A cache finds a cache entry by using a key value in a lookup algorithm. The simplistic caching model in HTTP/1.0 uses just the requested URL as the cache key. However, the content negotiation mechanism (described in Section 10) breaks this model, because the response may vary not only based on the URL, but also based on one or more request-headers (such as Accept-Language and Accept-Charset).

Requests from CloudFront

Requests made from CloudFront to nginx are tagged as HTTP/1.0. To verify this, check access logs for requests made by the user-agent Amazon CloudFront. These will be flagged as HTTP/1.0.

Trying to be helpful, nginx assumes that the requesting user-agent will not honor the Vary header and does not send it a gzipped response.

I have met people who tell me "CloudFront does not support gzip". This is not true. It just takes more tinkering compared to other Content Delivery Networks, but it works just the same.

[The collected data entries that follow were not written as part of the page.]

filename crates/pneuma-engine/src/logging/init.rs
use std::sync::Once;

/// Logger configuration.
///
/// `env_filter` follows the `env_logger` filter syntax (e.g. "info", "warn",
/// "pneuma_parts=debug,pneuma_engine=warn").
///
/// `write_style` controls ANSI coloring behavior.
#[derive(Debug, Clone)]
pub struct LoggingConfig {
    pub env_filter: Option<String>,
    pub write_style: env_logger::WriteStyle,
    /// Prefix records with a timestamp. Off keeps snapshot logs diffable.
    pub timestamps: bool,
}

impl Default for LoggingConfig {
    fn default() -> Self {
        Self {
            env_filter: None,
            write_style: env_logger::WriteStyle::Auto,
            timestamps: true,
        }
    }
}

static INIT: Once = Once::new();

/// Initializes the global logger once.
///
/// This function is idempotent; subsequent calls are ignored.
/// Intended usage is early in `main`; tests may call it repeatedly.
pub fn init_logging(config: LoggingConfig) {
    INIT.call_once(|| {
        let mut builder = env_logger::Builder::new();

        if let Some(filter) = config.env_filter {
            builder.parse_filters(&filter);
        } else if let Ok(filter) = std::env::var("RUST_LOG") {
            builder.parse_filters(&filter);
        } else {
            // Component construction logs at debug; keep the default quiet.
            builder.filter_level(log::LevelFilter::Info);
        }

        builder.write_style(config.write_style);
        if !config.timestamps {
            builder.format_timestamp(None);
        }

        // Another logger may already be installed by an embedding host.
        if builder.try_init().is_ok() {
            log::debug!("logging initialized");
        }
    });
}
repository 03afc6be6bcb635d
use core::ops::{Add, AddAssign, Div, Mul, Neg, Sub, SubAssign};

use serde::{Deserialize, Serialize};

/// 2D vector in scene units (+X right, +Y up).
#[derive(Debug, Copy, Clone, Default, PartialEq, Serialize, Deserialize)]
pub struct Vec2 {
    pub x: f32,
    pub y: f32,
}

impl Vec2 {
    pub const ORIGIN: Vec2 = Vec2::new(0.0, 0.0);
    pub const LEFT: Vec2 = Vec2::new(-1.0, 0.0);
    pub const RIGHT: Vec2 = Vec2::new(1.0, 0.0);
    pub const UP: Vec2 = Vec2::new(0.0, 1.0);
    pub const DOWN: Vec2 = Vec2::new(0.0, -1.0);
    pub const UL: Vec2 = Vec2::new(-1.0, 1.0);
    pub const UR: Vec2 = Vec2::new(1.0, 1.0);
    pub const DL: Vec2 = Vec2::new(-1.0, -1.0);
    pub const DR: Vec2 = Vec2::new(1.0, -1.0);

    #[inline]
    pub const fn new(x: f32, y: f32) -> Self {
        Self { x, y }
    }

    #[inline]
    pub const fn zero() -> Self {
        Self { x: 0.0, y: 0.0 }
    }

    /// Unit vector at `angle` radians from +X, counter-clockwise.
    #[inline]
    pub fn from_angle(angle: f32) -> Self {
        let (s, c) = angle.sin_cos();
        Self::new(c, s)
    }

    #[inline]
    pub fn is_finite(self) -> bool {
        self.x.is_finite() && self.y.is_finite()
    }

    #[inline]
    pub fn dot(self, rhs: Vec2) -> f32 {
        self.x * rhs.x + self.y * rhs.y
    }

    /// Z component of the 3D cross product.
    #[inline]
    pub fn cross(self, rhs: Vec2) -> f32 {
        self.x * rhs.y - self.y * rhs.x
    }

    #[inline]
    pub fn length(self) -> f32 {
        self.x.hypot(self.y)
    }

    #[inline]
    pub fn distance(self, other: Vec2) -> f32 {
        (other - self).length()
    }

    /// Returns the unit vector, or zero for a zero-length input.
    #[inline]
    pub fn normalized(self) -> Vec2 {
        let len = self.length();
        if len > 0.0 { self / len } else { Vec2::zero() }
    }

    /// Counter-clockwise perpendicular.
    #[inline]
    pub fn perp(self) -> Vec2 {
        Vec2::new(-self.y, self.x)
    }

    #[inline]
    pub fn rotated(self, angle: f32) -> Vec2 {
        let (s, c) = angle.sin_cos();
        Vec2::new(self.x * c - self.y * s, self.x * s + self.y * c)
    }

    /// Angle of the vector from +X in `(-pi, pi]`.
    #[inline]
    pub fn angle(self) -> f32 {
        self.y.atan2(self.x)
    }

    #[inline]
    pub fn lerp(self, to: Vec2, t: f32) -> Vec2 {
        self + (to - self) * t
    }

    /// Component-wise sign (`-1`, `0` or `1`).
    #[inline]
    pub fn signum(self) -> Vec2 {
        Vec2::new(sign(self.x), sign(self.y))
    }
}

#[inline]
fn sign(v: f32) -> f32 {
    if v > 0.0 {
        1.0
    } else if v < 0.0 {
        -1.0
    } else {
        0.0
    }
}

impl Add for Vec2 {
    type Output = Vec2;
    #[inline]
    fn add(self, rhs: Vec2) -> Vec2 {
        Vec2::new(self.x + rhs.x, self.y + rhs.y)
    }
}

impl AddAssign for Vec2 {
    #[inline]
    fn add_assign(&mut self, rhs: Vec2) {
        self.x += rhs.x;
        self.y += rhs.y;
    }
}

impl Sub for Vec2 {
    type Output = Vec2;
    #[inline]
    fn sub(self, rhs: Vec2) -> Vec2 {
        Vec2::new(self.x - rhs.x, self.y - rhs.y)
    }
}

impl SubAssign for Vec2 {
    #[inline]
    fn sub_assign(&mut self, rhs: Vec2) {
        self.x -= rhs.x;
        self.y -= rhs.y;
    }
}

impl Mul<f32> for Vec2 {
    type Output = Vec2;
    #[inline]
    fn mul(self, rhs: f32) -> Vec2 {
        Vec2::new(self.x * rhs, self.y * rhs)
    }
}

impl Mul<Vec2> for f32 {
    type Output = Vec2;
    #[inline]
    fn mul(self, rhs: Vec2) -> Vec2 {
        Vec2::new(self * rhs.x, self * rhs.y)
    }
}

impl Div<f32> for Vec2 {
    type Output = Vec2;
    #[inline]
    fn div(self, rhs: f32) -> Vec2 {
        Vec2::new(self.x / rhs, self.y / rhs)
    }
}

impl From<kurbo::Point> for Vec2 {
    #[inline]
    fn from(p: kurbo::Point) -> Self {
        Vec2::new(p.x as f32, p.y as f32)
    }
}

impl From<Vec2> for kurbo::Point {
    #[inline]
    fn from(v: Vec2) -> Self {
        kurbo::Point::new(v.x.into(), v.y.into())
    }
}

impl Neg for Vec2 {
    type Output = Vec2;
    #[inline]
    fn neg(self) -> Vec2 {
        Vec2::new(-self.x, -self.y)
    }
}

#[cfg(test)]
mod tests {
    use super::*;
    use core::f32::consts::FRAC_PI_2;

    fn close(a: Vec2, b: Vec2) -> bool {
        (a - b).length() < 1e-5
    }

    #[test]
    fn rotated_quarter_turn_maps_right_to_up() {
        assert!(close(Vec2::RIGHT.rotated(FRAC_PI_2), Vec2::UP));
        assert!(close(Vec2::UP.rotated(-FRAC_PI_2), Vec2::RIGHT));
    }

    #[test]
    fn perp_is_counter_clockwise() {
        assert_eq!(Vec2::RIGHT.perp(), Vec2::UP);
        assert_eq!(Vec2::new(2.0, 3.0).perp().dot(Vec2::new(2.0, 3.0)), 0.0);
    }

    #[test]
    fn normalized_zero_stays_zero() {
        assert_eq!(Vec2::zero().normalized(), Vec2::zero());
        assert!((Vec2::new(3.0, 4.0).normalized().length() - 1.0).abs() < 1e-6);
    }

    #[test]
    fn scalar_multiplication_commutes() {
        let v = Vec2::new(1.5, -2.0);
        assert_eq!(2.0 * v, v * 2.0);
    }
}
use serde::{Deserialize, Serialize};

use crate::coords::{Rect, Vec2};
use crate::paint::Color;
use crate::scene::{Node, NodePath, PathError};

/// One end-state change applied to every target of an animation.
///
/// `about: None` pivots around the centre of the whole selection, measured
/// right before the mutation runs.
#[derive(Debug, Clone, PartialEq, Serialize, Deserialize)]
pub enum Mutation {
    Shift(Vec2),
    MoveTo(Vec2),
    Rotate { angle: f32, about: Option<Vec2> },
    Scale { factor: f32, about: Option<Vec2> },
    Stretch { factor: f32, axis: Vec2, about: Option<Vec2> },
    Flip { axis: Vec2, about: Option<Vec2> },
    SetColor(Color),
    SetFillColor(Color),
    SetFillOpacity(f32),
    SetStrokeColor(Color),
    SetStrokeWidth(f32),
    /// Replaces each target subtree.
    Become(Node),
}

impl Mutation {
    #[inline]
    pub fn rotate(angle: f32) -> Self {
        Mutation::Rotate { angle, about: None }
    }

    #[inline]
    pub fn rotate_about(angle: f32, about: Vec2) -> Self {
        Mutation::Rotate { angle, about: Some(about) }
    }

    #[inline]
    pub fn scale(factor: f32) -> Self {
        Mutation::Scale { factor, about: None }
    }

    #[inline]
    pub fn stretch(factor: f32, axis: Vec2) -> Self {
        Mutation::Stretch { factor, axis, about: None }
    }

    #[inline]
    pub fn stretch_about(factor: f32, axis: Vec2, about: Vec2) -> Self {
        Mutation::Stretch { factor, axis, about: Some(about) }
    }

    #[inline]
    pub fn flip(axis: Vec2) -> Self {
        Mutation::Flip { axis, about: None }
    }

    /// Applies to every target of `root`. Fails before touching anything if a
    /// target does not resolve.
    pub fn apply(&self, root: &mut Node, targets: &[NodePath]) -> Result<(), PathError> {
        for t in targets {
            root.get(t)?;
        }
        let pivot = |about: Option<Vec2>, root: &Node| about.unwrap_or_else(|| selection_center(root, targets));
        match self {
            Mutation::Shift(by) => each(root, targets, |n| n.shift(*by)),
            Mutation::MoveTo(p) => {
                let by = *p - selection_center(root, targets);
                each(root, targets, |n| n.shift(by))
            }
            Mutation::Rotate { angle, about } => {
                let c = pivot(*about, root);
                each(root, targets, |n| n.rotate_about(*angle, c))
            }
            Mutation::Scale { factor, about } => {
                let c = pivot(*about, root);
                each(root, targets, |n| n.scale_about(*factor, c))
            }
            Mutation::Stretch { factor, axis, about } => {
                let c = pivot(*about, root);
                each(root, targets, |n| n.stretch_about(*factor, *axis, c))
            }
            Mutation::Flip { axis, about } => {
                let c = pivot(*about, root);
                each(root, targets, |n| n.flip_about(*axis, c))
            }
            Mutation::SetColor(c) => each(root, targets, |n| n.set_color(*c)),
            Mutation::SetFillColor(c) => each(root, targets, |n| n.set_fill_color(*c)),
            Mutation::SetFillOpacity(o) => each(root, targets, |n| n.set_fill_opacity(*o)),
            Mutation::SetStrokeColor(c) => each(root, targets, |n| n.set_stroke_color(*c)),
            Mutation::SetStrokeWidth(w) => each(root, targets, |n| n.set_stroke_width(*w)),
            Mutation::Become(node) => each(root, targets, |n| *n = node.clone()),
        }
    }
}

fn each(root: &mut Node, targets: &[NodePath], mut f: impl FnMut(&mut Node)) -> Result<(), PathError> {
    for t in targets {
        f(root.get_mut(t)?);
    }
    Ok(())
}

/// Centre of the union of the targets' bounds.
pub(crate) fn selection_center(root: &Node, targets: &[NodePath]) -> Vec2 {
    let mut acc: Option<Rect> = None;
    for t in targets {
        if let Some(b) = root.get(t).ok().and_then(Node::try_bounds) {
            acc = Some(acc.map_or(b, |r| r.union(b)));
        }
    }
    acc.map(Rect::center).unwrap_or_default()
}

#[cfg(test)]
mod tests {
    use super::*;
    use crate::paint::palette;
    use core::f32::consts::PI;

    fn scene() -> Node {
        Node::group(vec![
            Node::square(Vec2::new(-2.0, 0.0), 1.0),
            Node::square(Vec2::new(2.0, 0.0), 1.0),
        ])
    }

    #[test]
    fn rotation_pivots_on_the_whole_selection() {
        let mut root = scene();
        let targets = [NodePath::from([0]), NodePath::from([1])];
        Mutation::rotate(PI).apply(&mut root, &targets).unwrap();
        // Each square swaps side instead of spinning in place.
        assert!((root.children()[0].center() - Vec2::new(2.0, 0.0)).length() < 1e-4);
    }

    #[test]
    fn explicit_pivot_is_used() {
        let mut root = scene();
        Mutation::rotate_about(PI, Vec2::new(-2.0, 0.0))
            .apply(&mut root, &[NodePath::from([0])])
            .unwrap();
        assert!((root.children()[0].center() - Vec2::new(-2.0, 0.0)).length() < 1e-4);
    }

    #[test]
    fn unresolved_target_changes_nothing() {
        let mut root = scene();
        let before = root.clone();
        let err = Mutation::Shift(Vec2::UP)
            .apply(&mut root, &[NodePath::from([0]), NodePath::from([7])])
            .unwrap_err();
        assert_eq!(err.path, NodePath::from([7]));
        assert_eq!(root, before);
    }

    #[test]
    fn become_replaces_the_subtree() {
        let mut root = scene();
        let dot = Node::dot(Vec2::ORIGIN, 0.1).color(palette::RED_C);
        Mutation::Become(dot.clone()).apply(&mut root, &[NodePath::from([1])]).unwrap();
        assert_eq!(root.children()[1], dot);
    }

    #[test]
    fn move_to_centres_the_selection() {
        let mut root = scene();
        Mutation::MoveTo(Vec2::new(0.0, 3.0)).apply(&mut root, &[NodePath::root()]).unwrap();
        assert!((root.center() - Vec2::new(0.0, 3.0)).length() < 1e-5);
    }
}
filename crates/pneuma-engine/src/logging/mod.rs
//! Logging utilities.
//!
//! Library code only talks to the `log` facade; binaries call
//! [`init_logging`] once to install `env_logger` behind it.

mod init;

pub use init::{init_logging, LoggingConfig};
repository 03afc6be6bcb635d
//! Measuring instruments: dial gauges and digital flow sensors.

pub mod flow_sensor;
pub mod gauge;

pub use flow_sensor::{FlowSensor, SensorStyle};
pub use gauge::{Gauge, GaugeStyle};
use serde::{Deserialize, Serialize};

use super::Animation;

/// Animations played together, followed by an optional pause.
#[derive(Debug, Clone, PartialEq, Serialize, Deserialize)]
pub struct Step {
    pub label: String,
    pub animations: Vec<Animation>,
    pub wait: f32,
}

impl Step {
    /// Longest animation plus the trailing pause.
    pub fn duration(&self) -> f32 {
        let play = self.animations.iter().map(Animation::duration).fold(0.0, f32::max);
        play + self.wait
    }
}

/// Ordered script of steps, serializable for external players.
#[derive(Debug, Clone, Default, PartialEq, Serialize, Deserialize)]
pub struct Timeline {
    steps: Vec<Step>,
}

impl Timeline {
    pub fn new() -> Self {
        Self::default()
    }

    /// Records a step. Empty batches are kept so labels line up with snapshots.
    pub fn play(&mut self, label: impl Into<String>, animations: Vec<Animation>) -> &mut Step {
        self.steps.push(Step { label: label.into(), animations, wait: 0.0 });
        let last = self.steps.len() - 1;
        &mut self.steps[last]
    }

    /// Adds a pause after the last step, or a silent step if there is none.
    pub fn wait(&mut self, seconds: f32) {
        match self.steps.last_mut() {
            Some(step) => step.wait += seconds.max(0.0),
            None => {
                self.play("wait", Vec::new()).wait = seconds.max(0.0);
            }
        }
    }

    pub fn steps(&self) -> &[Step] {
        &self.steps
    }

    pub fn len(&self) -> usize {
        self.steps.len()
    }

    pub fn is_empty(&self) -> bool {
        self.steps.is_empty()
    }

    pub fn duration(&self) -> f32 {
        self.steps.iter().map(Step::duration).sum()
    }
}

#[cfg(test)]
mod tests {
    use super::*;
    use crate::scene::NodePath;

    #[test]
    fn step_duration_is_longest_animation_plus_wait() {
        let mut tl = Timeline::new();
        tl.play(
            "slide",
            vec![
                Animation::indicate(vec![NodePath::root()]).run_time(0.5),
                Animation::indicate(vec![NodePath::root()]).run_time(2.0),
            ],
        );
        tl.wait(1.0);
        assert_eq!(tl.len(), 1);
        assert!((tl.duration() - 3.0).abs() < 1e-6);
    }

    #[test]
    fn leading_wait_creates_a_step() {
        let mut tl = Timeline::new();
        tl.wait(0.5);
        assert_eq!(tl.steps()[0].label, "wait");
        assert_eq!(tl.duration(), 0.5);
    }
}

Getting gzip to work on nginx with CloudFront

The fix is simple: set the gzip_http_version setting to 1.0 (the default is 1.1). This would enable nginx to serve gzipped content to HTTP/1.0 clients as well, ensuring everyone who asks for gzipped content gets gzipped content. If you just applied this fix, you need to invalidate these files in your CloudFront distribution so that it fetches a fresh gzipped file from your server.

If you are using nginx as origin server for CloudFront, it is highly recommended that you test your site with tools like Webpagetest.org, Firebug or developer tools in Chrome/Safari, to get the confirmation that the files are now being sent compressed and everthing works fine.